= David W. Hertzog =

American particle physicist

David William Hertzog (born July 21, 1955) is an American particle physicist, known for his research in precision muon physics. He was elected a Member of the National Academy of Sciences in 2025.

==Biography==
Hertzog graduated in 1977 with a bachelor's degree in physics from Wittenberg University in Springfield, Ohio. He received his doctorate in 1983 from the College of William & Mary. As a postdoc, from 1983 to 1986 he was a research associate at Carnegie Mellon University. At the University of Illinois Urbana-Champaign he was from 1986 to 1992 an assistant professor, from 1992 to 1997 an associate professor, and from 1997 to 2010 a full professor. In 2010 he became a professor at the University of Washington, where he is Arthur B. McDonald Distinguished Professor of Physics and director of the Center for Experimental Nuclear Physics and Astrophysics (CENPA).
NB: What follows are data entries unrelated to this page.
impl<'s> ConstructionExecutor<'s> {
    pub fn new(store: &'s dyn GraphMutator, config: BuildConfig) -> Self {
        let (_, cancel_rx) = watch::channel(false);
        Self {
            store,
            config,
            cancel_rx,
        }
    }

    /// Stop at the next batch boundary once the handle is cancelled.
    pub fn with_cancellation(mut self, cancel_rx: watch::Receiver<bool>) -> Self {
        self.cancel_rx = cancel_rx;
        self
    }

    pub fn config(&self) -> &BuildConfig {
        &self.config
    }

    fn is_cancelled(&self) -> bool {
        *self.cancel_rx.borrow()
    }

    /// Run a full construction.
    ///
    /// Row-level failures land in the report. Only an unreachable store, a
    /// store that refuses preparation, or a mapping that does not fit the
    /// tables produce an error.
    pub async fn execute(&self, model: &ValidatedModel, tables: &[Table]) -> Result<BuildOutcome> {
        let violations = model.validate_against(tables);
        if !violations.is_empty() {
            return Err(ConstructionError::InvalidSources(violations));
        }
        let mut report = ConstructionReport::begin(model.fingerprint());
        let model: &GraphMappingModel = model.model();
        let tables: HashMap<&str, &Table> = tables.iter().map(|t| (t.name.as_str(), t)).collect();

        tracing::info!(
            run_id = %report.run_id,
            fingerprint = %report.model_fingerprint,
            entity_types = model.entity_types.len(),
            relationship_types = model.relationship_types.len(),
            "Starting graph construction"
        );

        if let Err(e) = self.prepare(model).await {
            return Err(if e.is_unavailable() {
                connectivity_failure(report, e)
            } else {
                ConstructionError::Preparation {
                    report: Box::new(report.finish(RunStatus::Incomplete)),
                    source: e,
                }
            });
        }

        // ── Entities ──
        let groups: Vec<WriteGroup<'_>> = model
            .entity_types
            .iter()
            .filter_map(|entity| {
                let table = tables.get(entity.source_table.as_str())?;
                Some(plan_entity(entity, table, &mut report))
            })
            .collect();
        let concurrency = if self.config.parallel_entities {
            self.config.max_concurrent_entities
        } else {
            1
        };

        let (partial, flow) = self.write_groups(&groups, concurrency).await;
        report.merge(partial);
        match flow {
            Err(e) => return Err(connectivity_failure(report, e)),
            Ok(Flow::Cancelled) => return Ok(self.cancelled(report)),
            Ok(Flow::Continue) => {}
        }
        tracing::info!(
            nodes_created = report.nodes_created,
            nodes_merged = report.nodes_merged,
            "Entity phase complete"
        );

        // ── Relationships ──
        let groups: Vec<WriteGroup<'_>> = model
            .relationship_types
            .iter()
            .filter_map(|rel| plan_relationship(model, rel, &tables))
            .collect();

        let (partial, flow) = self.write_groups(&groups, 1).await;
        report.merge(partial);
        match flow {
            Err(e) => return Err(connectivity_failure(report, e)),
            Ok(Flow::Cancelled) => return Ok(self.cancelled(report)),
            Ok(Flow::Continue) => {}
        }

        let report = report.finish(RunStatus::Completed);
        tracing::info!(
            run_id = %report.run_id,
            nodes_created = report.nodes_created,
            nodes_merged = report.nodes_merged,
            relationships_created = report.relationships_created,
            relationships_merged = report.relationships_merged,
            batches = report.batches_committed,
            row_errors = report.errors.len(),
            "Graph construction complete"
        );

        let statistics = self.collect_statistics().await;
        Ok(BuildOutcome { report, statistics })
    }

    async fn prepare(&self, model: &GraphMappingModel) -> std::result::Result<(), StoreError> {
        if self.config.clear_before_build {
            let deleted = self.store.clear().await?;
            tracing::info!(deleted, "Cleared graph before build");
        }
        for entity in &model.entity_types {
            self.store
                .declare_unique_constraint(&entity.name, &entity.identifier_column)
                .await?;
        }
        tracing::info!(
            constraints = model.entity_types.len(),
            "Declared uniqueness constraints"
        );
        Ok(())
    }

    fn cancelled(&self, report: ConstructionReport) -> BuildOutcome {
        let report = report.finish(RunStatus::Cancelled);
        tracing::warn!(
            run_id = %report.run_id,
            batches = report.batches_committed,
            "Graph construction cancelled"
        );
        BuildOutcome {
            report,
            statistics: None,
        }
    }

    async fn collect_statistics(&self) -> Option<GraphStatistics> {
        if !self.config.collect_statistics {
            return None;
        }
        match self.store.statistics().await {
            Ok(stats) => Some(stats),
            Err(e) => {
                tracing::warn!(error = %e, "Could not collect graph statistics");
                None
            }
        }
    }

    // ── Batching ─────────────────────────────────────────────────

    /// Write several groups with bounded concurrency. Partial reports are
    /// merged in group order so the result does not depend on scheduling.
    async fn write_groups(
        &self,
        groups: &[WriteGroup<'_>],
        concurrency: usize,
    ) -> (ConstructionReport, std::result::Result<Flow, StoreError>) {
        let mut results: Vec<_> = stream::iter(groups.iter().enumerate())
            .map(|(index, group)| async move {
                let mut partial = ConstructionReport::begin(String::new());
                let flow = self.write_group(group, &mut partial).await;
                (index, partial, flow)
            })
            .buffer_unordered(concurrency.max(1))
            .collect()
            .await;
        results.sort_by_key(|(index, _, _)| *index);

        let mut total = ConstructionReport::begin(String::new());
        let mut outcome: std::result::Result<Flow, StoreError> = Ok(Flow::Continue);
        for (_, partial, flow) in results {
            total.merge(partial);
            match flow {
                Err(e) if outcome.is_ok() => outcome = Err(e),
                Ok(Flow::Cancelled) if outcome == Ok(Flow::Continue) => {
                    outcome = Ok(Flow::Cancelled)
                }
                _ => {}
            }
        }
        (total, outcome)
    }

    async fn write_group(
        &self,
        group: &WriteGroup<'_>,
        report: &mut ConstructionReport,
    ) -> std::result::Result<Flow, StoreError> {
        tracing::info!(source = group.source, writes = group.writes.len(), "Writing group");

        for chunk in group.writes.chunks(self.config.effective_batch_size()) {
            if self.is_cancelled() {
                tracing::info!(source = group.source, "Cancellation requested, stopping");
                return Ok(Flow::Cancelled);
            }

            match self.commit_batch(chunk).await {
                Ok(outcomes) => {
                    report.batches_committed += 1;
                    for (write, outcome) in chunk.iter().zip(outcomes) {
                        tally(report, group.source, write, outcome);
                    }
                    tracing::debug!(source = group.source, rows = chunk.len(), "Batch committed");
                }
                Err(e) if e.is_unavailable() => return Err(e),
                Err(e) => {
                    tracing::warn!(
                        source = group.source,
                        rows = chunk.len(),
                        error = %e,
                        "Batch rejected and rolled back"
                    );
                    if self.config.isolate_failed_batches && chunk.len() > 1 {
                        self.replay_rows(group.source, chunk, report).await?;
                    } else {
                        for write in chunk {
                            record_error(report, group.source, write.row_index, e.to_string());
                        }
                    }
                }
            }
        }
        Ok(Flow::Continue)
    }

    /// Retry each row of a rejected batch in its own transaction.
    async fn replay_rows(
        &self,
        source: &str,
        chunk: &[PlannedWrite<'_>],
        report: &mut ConstructionReport,
    ) -> std::result::Result<(), StoreError> {
        for write in chunk {
            match self.commit_batch(std::slice::from_ref(write)).await {
                Ok(outcomes) => {
                    report.batches_committed += 1;
                    for outcome in outcomes {
                        tally(report, source, write, outcome);
                    }
                }
                Err(e) if e.is_unavailable() => return Err(e),
                Err(e) => record_error(report, source, write.row_index, e.to_string()),
            }
        }
        Ok(())
    }

    /// Apply writes in one transaction; roll back on the first failure.
    async fn commit_batch(
        &self,
        writes: &[PlannedWrite<'_>],
    ) -> std::result::Result<Vec<MergeOutcome>, StoreError> {
        let mut batch = self.store.begin_batch().await?;
        let mut outcomes = Vec::with_capacity(writes.len());

        for write in writes {
            match write.apply(batch.as_mut()).await {
                Ok(outcome) => outcomes.push(outcome),
                Err(e) => {
                    if let Err(rollback_err) = batch.rollback().await {
                        tracing::warn!(error = %rollback_err, "Rollback failed");
                    }
                    return Err(e);
                }
            }
        }

        batch.commit().await?;
        Ok(outcomes)
    }
}
//! Outcome of one graph construction run.

use chrono::{DateTime, Utc};
use serde::{Deserialize, Serialize};
use uuid::Uuid;

/// How a construction run ended.
#[derive(Debug, Clone, Copy, Serialize, Deserialize, PartialEq, Eq, Hash)]
#[serde(rename_all = "snake_case")]
pub enum RunStatus {
    /// Every batch was attempted.
    Completed,
    /// Stopped at a batch boundary on request; committed batches remain.
    Cancelled,
    /// The store became unreachable mid-run.
    Incomplete,
}

impl std::fmt::Display for RunStatus {
    fn fmt(&self, f: &mut std::fmt::Formatter<'_>) -> std::fmt::Result {
        let s = match self {
            Self::Completed => "completed",
            Self::Cancelled => "cancelled",
            Self::Incomplete => "incomplete",
        };
        f.write_str(s)
    }
}

/// A single row that could not be written.
#[derive(Debug, Clone, Serialize, Deserialize, PartialEq)]
pub struct RowError {
    /// Zero-based index of the row in its source table.
    pub row_index: usize,
    /// Entity or relationship type being written.
    pub source: String,
    pub reason: String,
}

/// Counters and row errors for one construction run.
#[derive(Debug, Clone, Serialize, Deserialize, PartialEq)]
pub struct ConstructionReport {
    pub run_id: Uuid,
    pub model_fingerprint: String,
    pub status: RunStatus,
    pub nodes_created: u64,
    pub nodes_merged: u64,
    pub relationships_created: u64,
    pub relationships_merged: u64,
    pub batches_committed: u64,
    pub errors: Vec<RowError>,
    pub started_at: DateTime<Utc>,
    pub completed_at: Option<DateTime<Utc>>,
}

impl ConstructionReport {
    /// Start a report for a run over the model with this fingerprint.
    pub fn begin(model_fingerprint: impl Into<String>) -> Self {
        Self {
            run_id: Uuid::new_v4(),
            model_fingerprint: model_fingerprint.into(),
            status: RunStatus::Completed,
            nodes_created: 0,
            nodes_merged: 0,
            relationships_created: 0,
            relationships_merged: 0,
            batches_committed: 0,
            errors: Vec::new(),
            started_at: Utc::now(),
            completed_at: None,
        }
    }

    pub fn record_row_error(
        &mut self,
        row_index: usize,
        source: impl Into<String>,
        reason: impl Into<String>,
    ) {
        self.errors.push(RowError {
            row_index,
            source: source.into(),
            reason: reason.into(),
        });
    }

    /// Fold the counters and errors of a partial report into this one.
    ///
    /// Used when entity types are written concurrently into separate reports.
    pub fn merge(&mut self, other: ConstructionReport) {
        self.nodes_created += other.nodes_created;
        self.nodes_merged += other.nodes_merged;
        self.relationships_created += other.relationships_created;
        self.relationships_merged += other.relationships_merged;
        self.batches_committed += other.batches_committed;
        self.errors.extend(other.errors);
    }

    /// Stamp the final status and completion time.
    pub fn finish(mut self, status: RunStatus) -> Self {
        self.status = status;
        self.completed_at = Some(Utc::now());
        self
    }

    pub fn total_nodes(&self) -> u64 {
        self.nodes_created + self.nodes_merged
    }

    pub fn total_relationships(&self) -> u64 {
        self.relationships_created + self.relationships_merged
    }

    pub fn has_errors(&self) -> bool {
        !self.errors.is_empty()
    }
}
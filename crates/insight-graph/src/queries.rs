//! Read and maintenance queries: graph statistics and clearing.

use std::collections::BTreeMap;

use neo4rs::query;
use serde::{Deserialize, Serialize};

use crate::client::{GraphClient, GraphError};
use crate::mutations::quote;

/// Size of the graph after (or before) a build.
#[derive(Debug, Clone, Default, PartialEq, Eq, Serialize, Deserialize)]
pub struct GraphStatistics {
    pub node_count: u64,
    pub relationship_count: u64,
    /// Nodes per label.
    pub label_counts: BTreeMap<String, u64>,
    /// Relationships per type.
    pub relationship_type_counts: BTreeMap<String, u64>,
}

impl GraphClient {
    // ── Counts ───────────────────────────────────────────────────

    /// Count nodes carrying a given label.
    pub async fn count_nodes(&self, label: &str) -> Result<u64, GraphError> {
        let cypher = format!(
            "MATCH (n:{label})
             RETURN count(n) AS cnt",
            label = quote(label)
        );
        self.count(query(&cypher)).await
    }

    /// Count relationships of a given type.
    pub async fn count_relationships(&self, rel_type: &str) -> Result<u64, GraphError> {
        let cypher = format!(
            "MATCH ()-[r:{rel_type}]->()
             RETURN count(r) AS cnt",
            rel_type = quote(rel_type)
        );
        self.count(query(&cypher)).await
    }

    /// Node/relationship totals plus per-label and per-type breakdowns.
    pub async fn graph_statistics(&self) -> Result<GraphStatistics, GraphError> {
        let node_count = self.count(query("MATCH (n) RETURN count(n) AS cnt")).await?;
        let relationship_count = self
            .count(query("MATCH ()-[r]->() RETURN count(r) AS cnt"))
            .await?;

        let mut label_counts = BTreeMap::new();
        let rows = self
            .fetch_all(query(
                "MATCH (n) UNWIND labels(n) AS label
                 RETURN label, count(*) AS cnt",
            ))
            .await?;
        for row in rows {
            let label: String = row.get("label").unwrap_or_default();
            let cnt = row.get::<i64>("cnt").unwrap_or(0);
            label_counts.insert(label, cnt.max(0) as u64);
        }

        let mut relationship_type_counts = BTreeMap::new();
        let rows = self
            .fetch_all(query(
                "MATCH ()-[r]->()
                 RETURN type(r) AS rel_type, count(*) AS cnt",
            ))
            .await?;
        for row in rows {
            let rel_type: String = row.get("rel_type").unwrap_or_default();
            let cnt = row.get::<i64>("cnt").unwrap_or(0);
            relationship_type_counts.insert(rel_type, cnt.max(0) as u64);
        }

        Ok(GraphStatistics {
            node_count,
            relationship_count,
            label_counts,
            relationship_type_counts,
        })
    }

    // ── Maintenance ──────────────────────────────────────────────

    /// Delete every node and relationship. Returns the number of deleted nodes.
    pub async fn clear_database(&self) -> Result<u64, GraphError> {
        let deleted = self
            .count(query("MATCH (n) DETACH DELETE n RETURN count(n) AS cnt"))
            .await?;
        tracing::info!(deleted, "Cleared graph database");
        Ok(deleted)
    }

    async fn count(&self, q: neo4rs::Query) -> Result<u64, GraphError> {
        match self.fetch_one(q).await? {
            Some(row) => Ok(row.get::<i64>("cnt").unwrap_or(0).max(0) as u64),
            None => Ok(0),
        }
    }
}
Hertzog has gained an international reputation for precision measurements of the muon. At Brookhaven National Laboratory in the early 2000s he played an important role in measurements of the muon magnetic anomaly. At the Paul Scherrer Institute, he was a co-leader of the science team for the MuLan experiment that measured the muon lifetime to 1-ppm and determined the Fermi constant to 0.5-ppm. In 2021 he collaborated in the Fermilab Muon g-2 experiment that found a statistical discrepancy for the positive muon magnetic anomaly between the experimental value and the Standard Model prediction.

Hertzog developed Pb/SciFi (lead / scintillating fiber) calorimeters and other novel instrumentation including the suite of PbF_{2} calorimeters now used in high-precision measurements of the muon g-factor.

He was elected in 2000 a Fellow der American Physical Society and was awarded in 2004 a Guggenheim Fellowship. In 2022 he received the Tom W. Bonner Prize in Nuclear Physics for "advancing the frontiers of understanding nature's fundamental symmetries via unprecedented precision studies of the muon, including its lifetime, its anomalous magnetic moment, and its measurement by the pseudoscalar coupling constant."

In 1980 he married Nancy Beitman. At the University of Washington she is a Professor of Learning Sciences and Human Development.